[Stored data entries]
※

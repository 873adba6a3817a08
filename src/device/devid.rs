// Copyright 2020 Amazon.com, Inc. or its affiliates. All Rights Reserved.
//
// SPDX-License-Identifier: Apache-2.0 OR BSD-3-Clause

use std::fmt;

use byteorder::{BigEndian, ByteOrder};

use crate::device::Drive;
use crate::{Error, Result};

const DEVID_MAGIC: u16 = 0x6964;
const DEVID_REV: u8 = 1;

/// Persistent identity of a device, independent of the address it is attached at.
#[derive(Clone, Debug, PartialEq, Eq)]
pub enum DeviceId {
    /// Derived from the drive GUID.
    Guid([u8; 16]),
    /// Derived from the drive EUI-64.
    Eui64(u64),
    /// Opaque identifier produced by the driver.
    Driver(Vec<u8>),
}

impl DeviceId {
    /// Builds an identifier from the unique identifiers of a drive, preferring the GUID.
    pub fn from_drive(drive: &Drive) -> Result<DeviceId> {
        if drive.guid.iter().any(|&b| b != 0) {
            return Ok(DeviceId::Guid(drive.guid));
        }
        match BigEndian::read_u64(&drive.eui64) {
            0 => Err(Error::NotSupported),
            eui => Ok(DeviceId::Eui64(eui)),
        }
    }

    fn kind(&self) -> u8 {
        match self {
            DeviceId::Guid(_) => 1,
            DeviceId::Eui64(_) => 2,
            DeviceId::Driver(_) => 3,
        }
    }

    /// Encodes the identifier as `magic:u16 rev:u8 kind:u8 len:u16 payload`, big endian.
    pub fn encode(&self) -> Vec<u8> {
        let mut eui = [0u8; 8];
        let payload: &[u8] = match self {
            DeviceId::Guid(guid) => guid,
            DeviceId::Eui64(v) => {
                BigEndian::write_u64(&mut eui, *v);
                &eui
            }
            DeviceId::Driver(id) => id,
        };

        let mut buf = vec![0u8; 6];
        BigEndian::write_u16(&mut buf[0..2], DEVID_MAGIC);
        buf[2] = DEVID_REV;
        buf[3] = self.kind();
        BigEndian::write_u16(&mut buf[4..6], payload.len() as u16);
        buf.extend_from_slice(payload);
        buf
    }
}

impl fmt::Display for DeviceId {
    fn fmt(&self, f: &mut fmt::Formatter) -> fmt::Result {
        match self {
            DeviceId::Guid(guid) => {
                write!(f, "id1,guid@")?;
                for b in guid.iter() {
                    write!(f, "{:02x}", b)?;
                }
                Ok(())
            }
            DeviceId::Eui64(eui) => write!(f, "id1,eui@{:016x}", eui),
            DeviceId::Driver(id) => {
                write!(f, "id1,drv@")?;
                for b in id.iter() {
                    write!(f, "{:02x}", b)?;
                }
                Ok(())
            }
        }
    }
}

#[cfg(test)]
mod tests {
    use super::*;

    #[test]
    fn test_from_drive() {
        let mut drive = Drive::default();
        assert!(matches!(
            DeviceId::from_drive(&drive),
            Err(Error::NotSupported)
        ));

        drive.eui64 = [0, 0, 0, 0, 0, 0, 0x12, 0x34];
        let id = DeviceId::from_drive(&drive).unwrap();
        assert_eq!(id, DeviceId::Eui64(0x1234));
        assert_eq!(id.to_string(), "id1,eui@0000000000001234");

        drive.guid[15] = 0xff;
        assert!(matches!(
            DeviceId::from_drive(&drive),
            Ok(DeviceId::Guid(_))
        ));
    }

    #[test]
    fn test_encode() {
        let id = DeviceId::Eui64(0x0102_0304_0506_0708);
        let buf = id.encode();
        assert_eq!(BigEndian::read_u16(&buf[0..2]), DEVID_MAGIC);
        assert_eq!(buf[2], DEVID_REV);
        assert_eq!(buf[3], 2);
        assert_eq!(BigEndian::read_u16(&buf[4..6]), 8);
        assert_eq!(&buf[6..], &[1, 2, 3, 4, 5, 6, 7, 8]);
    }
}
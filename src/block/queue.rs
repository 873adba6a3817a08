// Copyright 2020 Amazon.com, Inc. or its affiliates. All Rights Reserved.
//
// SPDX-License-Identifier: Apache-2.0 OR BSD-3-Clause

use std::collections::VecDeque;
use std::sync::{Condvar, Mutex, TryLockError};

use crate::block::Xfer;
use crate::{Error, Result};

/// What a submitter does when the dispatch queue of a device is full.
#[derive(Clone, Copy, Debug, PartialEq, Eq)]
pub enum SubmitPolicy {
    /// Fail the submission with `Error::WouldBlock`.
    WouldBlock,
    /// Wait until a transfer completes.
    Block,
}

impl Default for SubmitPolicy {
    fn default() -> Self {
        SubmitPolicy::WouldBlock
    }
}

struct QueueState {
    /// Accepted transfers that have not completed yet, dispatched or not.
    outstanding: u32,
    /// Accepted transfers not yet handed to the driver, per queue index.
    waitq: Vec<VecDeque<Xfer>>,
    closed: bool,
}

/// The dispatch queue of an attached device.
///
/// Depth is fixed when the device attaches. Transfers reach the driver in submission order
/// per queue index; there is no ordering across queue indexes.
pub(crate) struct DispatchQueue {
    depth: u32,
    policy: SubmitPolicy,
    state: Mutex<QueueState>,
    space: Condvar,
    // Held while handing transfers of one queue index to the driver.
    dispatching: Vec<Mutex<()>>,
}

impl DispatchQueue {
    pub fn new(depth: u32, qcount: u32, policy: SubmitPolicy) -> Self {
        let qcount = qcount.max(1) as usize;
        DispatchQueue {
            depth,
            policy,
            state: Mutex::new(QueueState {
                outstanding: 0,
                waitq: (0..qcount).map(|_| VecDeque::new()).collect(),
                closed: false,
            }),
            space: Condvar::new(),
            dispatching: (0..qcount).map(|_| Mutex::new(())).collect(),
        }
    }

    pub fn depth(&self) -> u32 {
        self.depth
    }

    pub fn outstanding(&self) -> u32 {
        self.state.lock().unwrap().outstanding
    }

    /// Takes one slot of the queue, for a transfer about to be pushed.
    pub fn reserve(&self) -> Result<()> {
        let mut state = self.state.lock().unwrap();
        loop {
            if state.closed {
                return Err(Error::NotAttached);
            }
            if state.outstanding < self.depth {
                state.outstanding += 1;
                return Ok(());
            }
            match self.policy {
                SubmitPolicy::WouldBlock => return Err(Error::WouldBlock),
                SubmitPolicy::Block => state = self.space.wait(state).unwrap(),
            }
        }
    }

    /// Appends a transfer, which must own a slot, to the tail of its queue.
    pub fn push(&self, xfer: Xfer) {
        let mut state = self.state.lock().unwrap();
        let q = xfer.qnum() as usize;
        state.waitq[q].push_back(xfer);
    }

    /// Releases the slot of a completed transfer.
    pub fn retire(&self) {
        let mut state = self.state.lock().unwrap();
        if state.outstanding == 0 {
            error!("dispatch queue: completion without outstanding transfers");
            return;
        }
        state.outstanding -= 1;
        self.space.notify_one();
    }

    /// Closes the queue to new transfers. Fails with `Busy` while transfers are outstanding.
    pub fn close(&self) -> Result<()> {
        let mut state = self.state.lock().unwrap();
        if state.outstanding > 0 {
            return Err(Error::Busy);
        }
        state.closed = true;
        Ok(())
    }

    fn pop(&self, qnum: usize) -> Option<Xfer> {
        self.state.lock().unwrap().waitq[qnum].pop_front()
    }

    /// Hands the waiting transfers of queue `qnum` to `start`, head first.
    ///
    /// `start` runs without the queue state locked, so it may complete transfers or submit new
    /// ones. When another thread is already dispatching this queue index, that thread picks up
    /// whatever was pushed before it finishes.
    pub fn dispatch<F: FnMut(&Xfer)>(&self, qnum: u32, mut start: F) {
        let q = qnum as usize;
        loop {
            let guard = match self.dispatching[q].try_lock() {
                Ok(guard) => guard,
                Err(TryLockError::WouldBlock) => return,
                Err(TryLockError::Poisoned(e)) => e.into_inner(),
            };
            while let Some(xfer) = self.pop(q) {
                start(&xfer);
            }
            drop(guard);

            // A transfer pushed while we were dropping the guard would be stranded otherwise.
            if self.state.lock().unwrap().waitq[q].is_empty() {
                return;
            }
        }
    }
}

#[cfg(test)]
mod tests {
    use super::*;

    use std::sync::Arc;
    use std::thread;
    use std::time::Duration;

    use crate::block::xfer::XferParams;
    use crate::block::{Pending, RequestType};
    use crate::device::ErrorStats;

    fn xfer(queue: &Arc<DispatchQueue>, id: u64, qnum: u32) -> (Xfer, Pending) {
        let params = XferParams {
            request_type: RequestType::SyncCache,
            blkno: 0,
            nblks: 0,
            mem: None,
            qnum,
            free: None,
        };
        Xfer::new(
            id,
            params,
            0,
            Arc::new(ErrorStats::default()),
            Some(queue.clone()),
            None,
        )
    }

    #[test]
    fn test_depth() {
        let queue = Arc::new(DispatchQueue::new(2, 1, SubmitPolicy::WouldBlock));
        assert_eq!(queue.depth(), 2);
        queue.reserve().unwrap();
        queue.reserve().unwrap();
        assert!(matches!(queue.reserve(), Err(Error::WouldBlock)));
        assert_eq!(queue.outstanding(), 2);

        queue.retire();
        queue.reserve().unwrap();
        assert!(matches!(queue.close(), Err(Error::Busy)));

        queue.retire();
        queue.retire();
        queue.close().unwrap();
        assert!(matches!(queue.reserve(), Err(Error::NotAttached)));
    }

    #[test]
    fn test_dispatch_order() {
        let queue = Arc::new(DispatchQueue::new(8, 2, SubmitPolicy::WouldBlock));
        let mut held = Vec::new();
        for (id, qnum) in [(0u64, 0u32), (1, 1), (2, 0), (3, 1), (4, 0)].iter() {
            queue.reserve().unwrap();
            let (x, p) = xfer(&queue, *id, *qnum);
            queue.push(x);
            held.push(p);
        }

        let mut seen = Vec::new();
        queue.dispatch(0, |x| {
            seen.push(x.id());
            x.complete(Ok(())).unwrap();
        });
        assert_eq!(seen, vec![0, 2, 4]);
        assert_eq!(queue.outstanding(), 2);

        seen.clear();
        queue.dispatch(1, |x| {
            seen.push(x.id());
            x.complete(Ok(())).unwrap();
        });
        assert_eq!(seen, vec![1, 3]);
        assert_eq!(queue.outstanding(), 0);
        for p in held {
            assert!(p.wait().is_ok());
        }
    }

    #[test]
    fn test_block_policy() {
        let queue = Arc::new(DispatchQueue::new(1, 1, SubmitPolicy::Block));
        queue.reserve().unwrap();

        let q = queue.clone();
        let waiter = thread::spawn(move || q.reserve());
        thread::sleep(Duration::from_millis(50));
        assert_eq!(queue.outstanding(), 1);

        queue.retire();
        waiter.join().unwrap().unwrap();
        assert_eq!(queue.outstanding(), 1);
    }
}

※

Exercise aim:
Taking the entries above, print exactly the lines starting at the line with "let buf = id.encode();" and ending at the line with "use std::collections::VecDeque;", both included.

Response area:
        let buf = id.encode();
        assert_eq!(BigEndian::read_u16(&buf[0..2]), DEVID_MAGIC);
        assert_eq!(buf[2], DEVID_REV);
        assert_eq!(buf[3], 2);
        assert_eq!(BigEndian::read_u16(&buf[4..6]), 8);
        assert_eq!(&buf[6..], &[1, 2, 3, 4, 5, 6, 7, 8]);
    }
}
filename src/block/queue.rs
repository 873adba6a3817a08
// Copyright 2020 Amazon.com, Inc. or its affiliates. All Rights Reserved.
//
// SPDX-License-Identifier: Apache-2.0 OR BSD-3-Clause

use std::collections::VecDeque;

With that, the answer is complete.